What this task involves: Once you reach the line containing "filename ca/src/domain/action.rs" in the data below, restate each line word for word up to and including the one containing "a customer request".

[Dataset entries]

Segment Open

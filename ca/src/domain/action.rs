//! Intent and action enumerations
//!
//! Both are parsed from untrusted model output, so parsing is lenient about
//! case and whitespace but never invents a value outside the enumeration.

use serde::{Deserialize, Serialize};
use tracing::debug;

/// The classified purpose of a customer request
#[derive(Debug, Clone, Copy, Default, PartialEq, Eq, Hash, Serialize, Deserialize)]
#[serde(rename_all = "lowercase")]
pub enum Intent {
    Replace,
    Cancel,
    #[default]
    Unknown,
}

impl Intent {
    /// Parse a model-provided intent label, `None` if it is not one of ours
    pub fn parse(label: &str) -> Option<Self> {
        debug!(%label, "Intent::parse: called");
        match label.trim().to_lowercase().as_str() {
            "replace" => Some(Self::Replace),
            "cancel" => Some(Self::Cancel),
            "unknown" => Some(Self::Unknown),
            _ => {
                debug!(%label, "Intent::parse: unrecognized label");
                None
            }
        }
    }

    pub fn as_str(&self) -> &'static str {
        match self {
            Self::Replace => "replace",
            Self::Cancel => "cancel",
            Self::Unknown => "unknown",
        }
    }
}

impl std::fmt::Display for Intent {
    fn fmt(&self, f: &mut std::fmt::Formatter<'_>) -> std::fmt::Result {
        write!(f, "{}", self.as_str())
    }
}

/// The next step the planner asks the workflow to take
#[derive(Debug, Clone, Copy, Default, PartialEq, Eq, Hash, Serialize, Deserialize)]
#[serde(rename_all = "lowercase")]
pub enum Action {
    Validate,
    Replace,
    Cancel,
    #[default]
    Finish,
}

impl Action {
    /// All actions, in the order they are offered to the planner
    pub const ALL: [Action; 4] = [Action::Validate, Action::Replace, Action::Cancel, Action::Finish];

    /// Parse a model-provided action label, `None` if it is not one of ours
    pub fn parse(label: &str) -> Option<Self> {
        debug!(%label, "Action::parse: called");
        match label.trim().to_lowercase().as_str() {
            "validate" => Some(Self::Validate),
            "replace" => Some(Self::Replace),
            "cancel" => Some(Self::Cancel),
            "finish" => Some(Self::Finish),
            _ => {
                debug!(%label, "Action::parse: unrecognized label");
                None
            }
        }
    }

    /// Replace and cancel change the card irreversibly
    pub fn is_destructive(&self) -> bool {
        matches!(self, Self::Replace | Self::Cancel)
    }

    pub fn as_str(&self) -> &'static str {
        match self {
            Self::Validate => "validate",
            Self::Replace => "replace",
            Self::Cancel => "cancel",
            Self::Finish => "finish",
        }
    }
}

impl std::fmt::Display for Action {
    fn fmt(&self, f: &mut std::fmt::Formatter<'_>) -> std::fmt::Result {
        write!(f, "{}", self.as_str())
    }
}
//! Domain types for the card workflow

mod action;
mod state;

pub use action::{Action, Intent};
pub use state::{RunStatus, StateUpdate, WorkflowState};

Segment Closed
Segment Open

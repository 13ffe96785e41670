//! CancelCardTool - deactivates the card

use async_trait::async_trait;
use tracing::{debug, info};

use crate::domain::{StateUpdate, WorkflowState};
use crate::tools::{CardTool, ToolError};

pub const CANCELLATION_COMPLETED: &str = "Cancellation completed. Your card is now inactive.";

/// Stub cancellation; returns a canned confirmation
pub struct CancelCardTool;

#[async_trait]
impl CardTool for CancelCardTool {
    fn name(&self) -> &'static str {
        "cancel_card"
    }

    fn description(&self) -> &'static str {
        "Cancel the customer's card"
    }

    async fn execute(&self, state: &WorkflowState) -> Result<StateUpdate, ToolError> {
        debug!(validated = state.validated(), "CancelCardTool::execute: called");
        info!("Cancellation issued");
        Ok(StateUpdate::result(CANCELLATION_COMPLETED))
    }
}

Segment Closed
Segment Open

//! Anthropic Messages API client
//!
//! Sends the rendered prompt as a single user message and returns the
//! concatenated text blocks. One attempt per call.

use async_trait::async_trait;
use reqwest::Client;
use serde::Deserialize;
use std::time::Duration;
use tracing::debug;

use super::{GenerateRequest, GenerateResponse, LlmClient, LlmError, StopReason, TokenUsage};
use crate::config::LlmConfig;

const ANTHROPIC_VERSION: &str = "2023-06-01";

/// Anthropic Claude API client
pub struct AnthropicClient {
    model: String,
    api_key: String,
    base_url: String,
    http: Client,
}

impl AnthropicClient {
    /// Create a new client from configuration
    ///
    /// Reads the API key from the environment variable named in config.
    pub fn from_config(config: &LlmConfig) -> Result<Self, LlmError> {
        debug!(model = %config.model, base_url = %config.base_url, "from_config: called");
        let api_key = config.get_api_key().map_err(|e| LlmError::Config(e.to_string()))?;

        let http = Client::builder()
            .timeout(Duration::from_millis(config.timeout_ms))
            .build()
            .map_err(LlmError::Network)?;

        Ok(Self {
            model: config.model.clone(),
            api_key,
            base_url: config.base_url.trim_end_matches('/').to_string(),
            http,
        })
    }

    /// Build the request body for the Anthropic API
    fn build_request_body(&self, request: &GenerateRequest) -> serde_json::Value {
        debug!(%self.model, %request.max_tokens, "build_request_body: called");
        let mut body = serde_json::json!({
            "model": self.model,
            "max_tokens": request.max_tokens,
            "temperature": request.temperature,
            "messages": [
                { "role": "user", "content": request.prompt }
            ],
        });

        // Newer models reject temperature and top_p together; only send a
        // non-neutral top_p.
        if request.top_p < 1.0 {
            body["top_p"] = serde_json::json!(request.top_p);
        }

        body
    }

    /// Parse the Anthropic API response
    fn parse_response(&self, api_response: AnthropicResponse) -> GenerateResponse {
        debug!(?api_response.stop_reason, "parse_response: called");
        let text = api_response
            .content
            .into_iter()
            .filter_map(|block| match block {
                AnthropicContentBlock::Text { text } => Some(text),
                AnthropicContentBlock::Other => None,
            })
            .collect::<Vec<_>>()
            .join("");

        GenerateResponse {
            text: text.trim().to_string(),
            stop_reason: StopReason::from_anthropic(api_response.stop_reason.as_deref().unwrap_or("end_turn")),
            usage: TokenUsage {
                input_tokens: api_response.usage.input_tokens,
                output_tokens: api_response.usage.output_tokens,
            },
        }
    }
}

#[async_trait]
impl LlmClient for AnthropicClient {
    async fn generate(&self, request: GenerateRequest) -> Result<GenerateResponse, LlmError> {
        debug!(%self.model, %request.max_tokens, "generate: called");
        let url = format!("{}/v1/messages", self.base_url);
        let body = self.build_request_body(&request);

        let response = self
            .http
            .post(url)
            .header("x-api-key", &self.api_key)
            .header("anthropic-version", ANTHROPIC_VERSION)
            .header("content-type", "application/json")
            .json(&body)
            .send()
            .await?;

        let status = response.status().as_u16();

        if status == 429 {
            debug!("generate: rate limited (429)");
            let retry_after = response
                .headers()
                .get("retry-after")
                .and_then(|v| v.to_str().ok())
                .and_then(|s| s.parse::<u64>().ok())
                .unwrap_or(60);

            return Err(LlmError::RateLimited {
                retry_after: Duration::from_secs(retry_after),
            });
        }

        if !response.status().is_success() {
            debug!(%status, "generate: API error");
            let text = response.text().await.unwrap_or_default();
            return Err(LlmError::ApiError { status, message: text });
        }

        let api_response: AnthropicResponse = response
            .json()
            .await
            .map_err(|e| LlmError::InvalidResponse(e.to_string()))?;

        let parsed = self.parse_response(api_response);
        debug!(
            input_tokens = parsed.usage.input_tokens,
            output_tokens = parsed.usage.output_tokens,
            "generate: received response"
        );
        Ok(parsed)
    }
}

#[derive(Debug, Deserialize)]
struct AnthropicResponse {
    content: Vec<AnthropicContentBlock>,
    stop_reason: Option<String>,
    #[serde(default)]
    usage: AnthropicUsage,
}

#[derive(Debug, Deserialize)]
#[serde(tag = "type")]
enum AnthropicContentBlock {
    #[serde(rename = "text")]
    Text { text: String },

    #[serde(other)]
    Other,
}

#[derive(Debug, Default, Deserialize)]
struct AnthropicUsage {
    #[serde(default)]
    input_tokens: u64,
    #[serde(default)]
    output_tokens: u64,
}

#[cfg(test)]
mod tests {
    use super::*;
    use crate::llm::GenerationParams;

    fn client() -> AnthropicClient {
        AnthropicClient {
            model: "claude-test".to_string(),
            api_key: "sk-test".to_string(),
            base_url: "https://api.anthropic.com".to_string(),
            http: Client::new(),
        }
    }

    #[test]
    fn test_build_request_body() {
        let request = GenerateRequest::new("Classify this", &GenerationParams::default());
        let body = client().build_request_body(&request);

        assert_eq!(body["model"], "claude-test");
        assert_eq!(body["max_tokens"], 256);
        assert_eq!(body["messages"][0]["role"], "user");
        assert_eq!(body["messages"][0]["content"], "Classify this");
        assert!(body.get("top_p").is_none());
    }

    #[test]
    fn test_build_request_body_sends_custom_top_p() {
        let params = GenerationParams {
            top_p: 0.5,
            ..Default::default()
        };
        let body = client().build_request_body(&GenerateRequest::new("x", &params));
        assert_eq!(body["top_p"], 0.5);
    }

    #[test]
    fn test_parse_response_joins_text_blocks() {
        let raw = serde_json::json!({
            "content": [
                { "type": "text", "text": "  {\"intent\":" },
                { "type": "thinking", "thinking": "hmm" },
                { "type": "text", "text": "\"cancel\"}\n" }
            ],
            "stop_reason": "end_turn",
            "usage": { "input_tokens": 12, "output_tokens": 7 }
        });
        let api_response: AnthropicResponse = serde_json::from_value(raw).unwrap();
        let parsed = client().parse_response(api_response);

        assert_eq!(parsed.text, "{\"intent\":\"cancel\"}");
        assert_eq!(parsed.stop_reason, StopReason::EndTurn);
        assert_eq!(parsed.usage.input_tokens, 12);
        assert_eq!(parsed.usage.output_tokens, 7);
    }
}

Segment Closed

Task solution:
filename ca/src/domain/action.rs
//! Intent and action enumerations
//!
//! Both are parsed from untrusted model output, so parsing is lenient about
//! case and whitespace but never invents a value outside the enumeration.

use serde::{Deserialize, Serialize};
use tracing::debug;

/// The classified purpose of a customer request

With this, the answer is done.